On a field trip to Kyoto, the train the students are on crashes horribly while in a tunnel, brutally killing all but three students, and horribly wounding the teacher. Teach doesn’t suffer for long however, as Nobuo (Takayuki Yamada), a bullied student, beats him to death with a bamboo sword as retribution for him not intervening when he was getting pushed around. Getting the taste for violence, Nobuo builds a little den for himself among the corpses, and begins terrorizing the other two survivorsTeru and Ako (Satoshi Tsumabuki and Sayaka, respectively).

Teru and Ako eventually escape the tunnel through a collapsed pipe, but find themselves in a lifeless wasteland, where food and water are scarce, and everything is covered in snowy white ash from some unknown catastrophe. The two students begin looking for other survivors, but soon run afoul of crazed, homicidal townsfolk who seem to think that mass suicide is the only recourse…whether Teru and Ako like it or not.

After narrowly avoiding decapitation at the hands of the loonies, T&A find themselves in an uneasy partnership with two unstable soldiers and a pair of lobotomized twins who are unable to feel fear, pain or remorse (even while watching their own mama die from a gut shot). Aftershocks of the mysterious cataclysm kill off the soldiers and one of the twins (don’t worry, the surviving twin is indifferent about the whole affair). The remaining trio head to Tokyo, as a radio broadcast informs them that there is food there…a la 28 Days Later. The thing is, the food being distributed was designed to have the same effect as the twins’ lobotomies! The survivors of the human race now no longer care if they are crushed by falling rocks, or lit on fire. Let the good times roll.

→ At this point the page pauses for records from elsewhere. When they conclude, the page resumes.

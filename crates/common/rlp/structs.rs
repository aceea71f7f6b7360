use super::{
    decode::{decode_rlp_item, get_item_with_prefix, RLPDecode},
    encode::{encode_length, RLPEncode},
    error::RLPDecodeError,
};
use bytes::BufMut;
use bytes::Bytes;

/// # Struct decoding helper
///
/// Used to decode a struct from RLP format.
/// The struct's fields must implement [`RLPDecode`].
/// The struct is expected as a list, with its values being the fields
/// in the order they are passed to [`Decoder::decode_field`].
#[derive(Debug)]
#[must_use = "`Decoder` must be consumed with `finish` to perform decoding checks"]
pub struct Decoder<'a> {
    payload: &'a [u8],
    remaining: &'a [u8],
}

impl<'a> Decoder<'a> {
    pub fn new(buf: &'a [u8]) -> Result<Self, RLPDecodeError> {
        match decode_rlp_item(buf)? {
            (true, payload, remaining) => Ok(Self { payload, remaining }),
            (false, _, _) => Err(RLPDecodeError::UnexpectedString),
        }
    }

    pub fn decode_field<T: RLPDecode>(self, name: &str) -> Result<(T, Self), RLPDecodeError> {
        let (field, rest) = <T as RLPDecode>::decode_unfinished(self.payload)
            .map_err(|err| field_decode_error::<T>(name, err))?;
        let updated_self = Self {
            payload: rest,
            ..self
        };
        Ok((field, updated_self))
    }

    /// Returns the next field without decoding it, i.e. the payload bytes including its prefix.
    pub fn get_encoded_item(self) -> Result<(Vec<u8>, Self), RLPDecodeError> {
        match get_item_with_prefix(self.payload) {
            Ok((field, rest)) => {
                let updated_self = Self {
                    payload: rest,
                    ..self
                };
                Ok((field.to_vec(), updated_self))
            }
            Err(err) => Err(err),
        }
    }

    /// Returns Some(field) if there's some field to decode, otherwise returns None
    pub fn decode_optional_field<T: RLPDecode>(self) -> (Option<T>, Self) {
        match <T as RLPDecode>::decode_unfinished(self.payload) {
            Ok((field, rest)) => {
                let updated_self = Self {
                    payload: rest,
                    ..self
                };
                (Some(field), updated_self)
            }
            Err(_) => (None, self),
        }
    }

    /// True when the list payload still has items to decode.
    pub fn has_remaining(&self) -> bool {
        !self.payload.is_empty()
    }

    /// Finishes decoding the struct and returns the remaining bytes after the item.
    /// If the item's payload is not empty, returns an error.
    pub fn finish(self) -> Result<&'a [u8], RLPDecodeError> {
        if self.payload.is_empty() {
            Ok(self.remaining)
        } else {
            Err(RLPDecodeError::MalformedData)
        }
    }

    /// Same as [`finish`](Self::finish), but discards the item's remaining payload
    /// instead of failing.
    pub fn finish_unchecked(self) -> &'a [u8] {
        self.remaining
    }
}

fn field_decode_error<T>(field_name: &str, err: RLPDecodeError) -> RLPDecodeError {
    let typ = std::any::type_name::<T>();
    let err_msg = format!("Error decoding field '{field_name}' of type {typ}: {err}");
    RLPDecodeError::Custom(err_msg)
}

/// # Struct encoding helper
///
/// Used to encode a struct into RLP format.
/// The struct's fields must implement [`RLPEncode`].
/// The struct is encoded as a list, with its values being the fields
/// in the order they are passed to [`Encoder::encode_field`].
#[must_use = "`Encoder` must be consumed with `finish` to perform the encoding"]
pub struct Encoder<'a> {
    buf: &'a mut dyn BufMut,
    temp_buf: Vec<u8>,
}

// NOTE: BufMut doesn't implement Debug, so we can't derive Debug for Encoder.
impl core::fmt::Debug for Encoder<'_> {
    fn fmt(&self, f: &mut core::fmt::Formatter<'_>) -> core::fmt::Result {
        f.debug_struct("Encoder")
            .field("buf", &"...")
            .field("temp_buf", &self.temp_buf)
            .finish()
    }
}

impl<'a> Encoder<'a> {
    /// Creates a new encoder that writes to the given buffer.
    pub fn new(buf: &'a mut dyn BufMut) -> Self {
        Self {
            buf,
            temp_buf: Default::default(),
        }
    }

    /// Stores a field to be encoded.
    pub fn encode_field<T: RLPEncode>(mut self, value: &T) -> Self {
        <T as RLPEncode>::encode(value, &mut self.temp_buf);
        self
    }

    /// If `Some`, stores a field to be encoded, else does nothing.
    pub fn encode_optional_field<T: RLPEncode>(mut self, opt_value: &Option<T>) -> Self {
        if let Some(value) = opt_value {
            <T as RLPEncode>::encode(value, &mut self.temp_buf);
        }
        self
    }

    /// Stores a (key, value) list where the values are already encoded
    /// (i.e. value = RLP prefix || payload) but the keys are not.
    pub fn encode_key_value_list(mut self, list: &Vec<(Bytes, Bytes)>) -> Self {
        for (key, value) in list {
            let mut pair_buf = Vec::new();
            <Bytes>::encode(key, &mut pair_buf);
            // value is already encoded
            pair_buf.extend_from_slice(value);
            encode_length(pair_buf.len(), &mut self.temp_buf);
            self.temp_buf.put_slice(&pair_buf);
        }
        self
    }

    /// Stores a raw, already-encoded item (RLP prefix included).
    pub fn encode_raw(mut self, value: &[u8]) -> Self {
        self.temp_buf.put_slice(value);
        self
    }

    /// Finishes encoding the struct and writes the result to the buffer.
    pub fn finish(self) {
        encode_length(self.temp_buf.len(), self.buf);
        self.buf.put_slice(&self.temp_buf);
    }
}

Director Joji Iida (Ring 2: Spiral, Battle Heater: Kotatsu) weaves a seriously bleak tale, with great cinematography, excellent set design, and unsettling imagery. Managing to convey the gritty realism of low budget indie films, but still providing bigger budget special effects, Dragon Head entertains completely from start to finish. Whether the film is trying to illustrate the necessity or the futility of optimism is ultimately left up to the viewer, but the constant thematic assertion to just “give up” makes for a particularly thought provoking and unsettling film. I suggest that when watching this film, you have Love Actually on emergency stand-by, to suppress any suicidal tendencies.